Inspection of Eq. (13b) shows the maximum possible value of Θ is achieved when \(C_{{\mathrm{{V,eff}}}}\) is small and the electrode is limited solely by diffusion of ions in the electrolyte-filled pores of the electrode: \(\Theta _{\max } \approx D_{{\mathrm{{BL}}}}P_{\mathrm{{E}}}^{3/2}\), which could reach ~3 × 10−10 m2 s−1 in high porosity electrodes. This value of Θmax represents the basic rate limit for the electrode and is indicated in Fig. 2d by the arrow. Virtually all of the electrodes analysed in this work show Θ < Θmax. Interestingly, a recent paper, which fabricated nanostructured electrodes with the aim of achieving ultrafast charge/discharge21, reported data consistent with Θ ~ 3 × 10−10 m2 s−1, very close to the maximum value suggested by our work.

In conclusion, we have developed a quantitative model to describe rate performance in battery electrodes. This combines a semi-empirical model for capacity as a function of rate with simple expressions for the diffusive, electrical and kinetic contributions to the characteristic time associated with charge/discharge.
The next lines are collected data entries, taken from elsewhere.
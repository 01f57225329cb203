use std::{
    ffi::OsString,
    io::{Read, Write as _},
    path::{Path, PathBuf},
    process::{Child, ChildStdin, Command, Stdio},
    thread::JoinHandle,
};

use crate::{
    encode::sink::{FrameSink, SinkConfig, flatten_premul_over_bg_to_opaque_rgba8},
    foundation::{
        core::FrameIndex,
        error::{DocError, DocResult},
    },
    render::frame::FrameRGBA,
};

/// Options for [`FfmpegSink`] MP4 output.
#[derive(Clone, Debug)]
pub struct FfmpegSinkOpts {
    /// Output MP4 file path.
    pub out_path: PathBuf,
    /// Overwrite the output file if it already exists.
    pub overwrite: bool,
    /// Background colour used to flatten alpha (straight RGBA8).
    pub bg_rgba: [u8; 4],
}

impl FfmpegSinkOpts {
    /// Options writing an MP4 to `out_path` over black.
    pub fn new(out_path: impl Into<PathBuf>) -> Self {
        Self {
            out_path: out_path.into(),
            overwrite: true,
            bg_rgba: [0, 0, 0, 255],
        }
    }
}

/// Sink that spawns the system `ffmpeg` and streams raw frames to its stdin.
///
/// A soundtrack from `SinkConfig::audio` is muxed in and, when looped, repeated until the video
/// ends.
pub struct FfmpegSink {
    opts: FfmpegSinkOpts,
    child: Option<Child>,
    stdin: Option<ChildStdin>,
    stderr_drain: Option<JoinHandle<std::io::Result<Vec<u8>>>>,
    scratch: Vec<u8>,
    cfg: Option<SinkConfig>,
    last_idx: Option<FrameIndex>,
}

impl std::fmt::Debug for FfmpegSink {
    fn fmt(&self, f: &mut std::fmt::Formatter<'_>) -> std::fmt::Result {
        f.debug_struct("FfmpegSink")
            .field("opts", &self.opts)
            .field("running", &self.child.is_some())
            .field("last_idx", &self.last_idx)
            .finish()
    }
}

impl FfmpegSink {
    /// Create a sink streaming into `ffmpeg`.
    pub fn new(opts: FfmpegSinkOpts) -> Self {
        Self {
            opts,
            child: None,
            stdin: None,
            stderr_drain: None,
            scratch: Vec::new(),
            cfg: None,
            last_idx: None,
        }
    }
}

impl FrameSink for FfmpegSink {
    #[tracing::instrument(skip_all, fields(out = %self.opts.out_path.display()))]
    fn begin(&mut self, cfg: SinkConfig) -> DocResult<()> {
        validate_sink_config(&cfg)?;

        ensure_parent_dir(&self.opts.out_path)?;
        if !self.opts.overwrite && self.opts.out_path.exists() {
            return Err(DocError::validation(format!(
                "output file '{}' already exists",
                self.opts.out_path.display()
            )));
        }
        if let Some(audio) = cfg.audio.as_ref()
            && !audio.path.is_file()
        {
            return Err(DocError::validation(format!(
                "soundtrack '{}' does not exist",
                audio.path.display()
            )));
        }
        if !is_ffmpeg_on_path() {
            return Err(DocError::encode(
                "ffmpeg is required for MP4 encoding, but was not found on PATH",
            ));
        }

        let args = ffmpeg_args(&cfg, &self.opts);
        tracing::debug!(?args, "spawning ffmpeg");
        let mut child = Command::new("ffmpeg")
            .args(&args)
            .stdin(Stdio::piped())
            .stdout(Stdio::null())
            .stderr(Stdio::piped())
            .spawn()
            .map_err(|e| {
                DocError::encode(format!(
                    "failed to spawn ffmpeg (is it installed and on PATH?): {e}"
                ))
            })?;

        let stdin = child
            .stdin
            .take()
            .ok_or_else(|| DocError::encode("failed to open ffmpeg stdin"))?;
        let mut stderr = child
            .stderr
            .take()
            .ok_or_else(|| DocError::encode("failed to open ffmpeg stderr"))?;
        let stderr_drain = std::thread::spawn(move || {
            let mut bytes = Vec::new();
            stderr.read_to_end(&mut bytes)?;
            Ok(bytes)
        });

        self.scratch = vec![0u8; cfg.width as usize * cfg.height as usize * 4];
        self.child = Some(child);
        self.stdin = Some(stdin);
        self.stderr_drain = Some(stderr_drain);
        self.cfg = Some(cfg);
        self.last_idx = None;
        Ok(())
    }

    fn push_frame(&mut self, idx: FrameIndex, frame: &FrameRGBA) -> DocResult<()> {
        let cfg = self
            .cfg
            .as_ref()
            .ok_or_else(|| DocError::encode("ffmpeg sink not started"))?;
        if let Some(last) = self.last_idx
            && idx.0 <= last.0
        {
            return Err(DocError::encode(
                "ffmpeg sink received out-of-order frame index",
            ));
        }
        self.last_idx = Some(idx);

        if frame.width != cfg.width || frame.height != cfg.height {
            return Err(DocError::validation(format!(
                "frame size mismatch: got {}x{}, expected {}x{}",
                frame.width, frame.height, cfg.width, cfg.height
            )));
        }
        flatten_premul_over_bg_to_opaque_rgba8(&mut self.scratch, &frame.data, self.opts.bg_rgba)?;

        let Some(stdin) = self.stdin.as_mut() else {
            return Err(DocError::encode("ffmpeg sink is already finalized"));
        };
        stdin
            .write_all(&self.scratch)
            .map_err(|e| DocError::encode(format!("failed to write frame to ffmpeg stdin: {e}")))?;
        Ok(())
    }

    fn end(&mut self) -> DocResult<()> {
        drop(self.stdin.take());
        let mut child = self
            .child
            .take()
            .ok_or_else(|| DocError::encode("ffmpeg sink not started"))?;

        let status = child
            .wait()
            .map_err(|e| DocError::encode(format!("failed to wait for ffmpeg to finish: {e}")))?;
        let stderr_bytes = match self.stderr_drain.take() {
            Some(handle) => handle
                .join()
                .map_err(|_| DocError::encode("ffmpeg stderr drain thread panicked"))?
                .map_err(|e| DocError::encode(format!("ffmpeg stderr read failed: {e}")))?,
            None => Vec::new(),
        };

        self.cfg = None;
        if !status.success() {
            let stderr = String::from_utf8_lossy(&stderr_bytes);
            return Err(DocError::encode(format!(
                "ffmpeg exited with status {}: {}",
                status,
                stderr.trim()
            )));
        }
        tracing::info!(out = %self.opts.out_path.display(), "mp4 written");
        Ok(())
    }
}

fn validate_sink_config(cfg: &SinkConfig) -> DocResult<()> {
    if cfg.fps.num == 0 || cfg.fps.den == 0 {
        return Err(DocError::validation("fps must be non-zero"));
    }
    if cfg.width == 0 || cfg.height == 0 {
        return Err(DocError::validation(
            "ffmpeg sink width/height must be non-zero",
        ));
    }
    if !cfg.width.is_multiple_of(2) || !cfg.height.is_multiple_of(2) {
        return Err(DocError::validation(
            "ffmpeg sink width/height must be even (required for yuv420p mp4 output)",
        ));
    }
    Ok(())
}

// Raw RGBA8 frames on stdin at the rational input rate, h264/yuv420p out.
fn ffmpeg_args(cfg: &SinkConfig, opts: &FfmpegSinkOpts) -> Vec<OsString> {
    let mut args: Vec<OsString> = Vec::new();
    push_all(&mut args, &[if opts.overwrite { "-y" } else { "-n" }]);
    push_all(
        &mut args,
        &[
            "-loglevel",
            "error",
            "-f",
            "rawvideo",
            "-pix_fmt",
            "rgba",
            "-s",
            &format!("{}x{}", cfg.width, cfg.height),
            "-r",
            &format!("{}/{}", cfg.fps.num, cfg.fps.den),
            "-i",
            "pipe:0",
        ],
    );

    match cfg.audio.as_ref() {
        Some(audio) => {
            if audio.looped {
                push_all(&mut args, &["-stream_loop", "-1"]);
            }
            push_all(&mut args, &["-i"]);
            args.push(audio.path.as_os_str().to_owned());
            push_all(
                &mut args,
                &[
                    "-map", "0:v", "-map", "1:a", "-c:v", "libx264", "-pix_fmt", "yuv420p",
                    "-c:a", "aac", "-shortest", "-movflags", "+faststart",
                ],
            );
        }
        None => push_all(
            &mut args,
            &[
                "-an",
                "-c:v",
                "libx264",
                "-pix_fmt",
                "yuv420p",
                "-movflags",
                "+faststart",
            ],
        ),
    }
    args.push(opts.out_path.as_os_str().to_owned());
    args
}

fn push_all(args: &mut Vec<OsString>, items: &[&str]) {
    args.extend(items.iter().map(OsString::from));
}

/// Ensure the parent directory of `path` exists.
pub fn ensure_parent_dir(path: &Path) -> DocResult<()> {
    if let Some(parent) = path.parent()
        && !parent.as_os_str().is_empty()
    {
        use anyhow::Context as _;
        std::fs::create_dir_all(parent)
            .with_context(|| format!("failed to create output directory '{}'", parent.display()))?;
    }
    Ok(())
}

/// Return `true` when `ffmpeg` can be invoked from `PATH`.
pub fn is_ffmpeg_on_path() -> bool {
    Command::new("ffmpeg")
        .arg("-version")
        .stdout(Stdio::null())
        .stderr(Stdio::null())
        .status()
        .map(|s| s.success())
        .unwrap_or(false)
}

#[cfg(test)]
#[path = "../../tests/unit/encode/ffmpeg.rs"]
mod tests;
This model is completely consistent with a wide range of results from the literature and allows quantitative analysis of data by fitting to yield numerical values of parameters, such as electrode conductivity and diffusion coefficients.

Methods

The capacity versus rate data from the literature sources were extracted using the “Digitizer” function in Origin. All fitting was performed using Origin software (here we used Origin version 2015–2018) via the “Nonlinear Curve Fit” function, according to the model equation. Care must be taken in fitting, with more detailed information given in Supplementary Methods and Supplementary Notes 2 and 3. All fits are shown in Supplementary Figures while all data is listed in supplementary data files.

We also prepared several electrode sets. Those electrodes were prepared by a conventional slurry casting method. The electrochemical properties of the electrodes were measured in 2032-type coin cells (MTI Corp.) with a half-cell configuration using Li-metal as a counter electrode. More details are described in Supplementary Methods.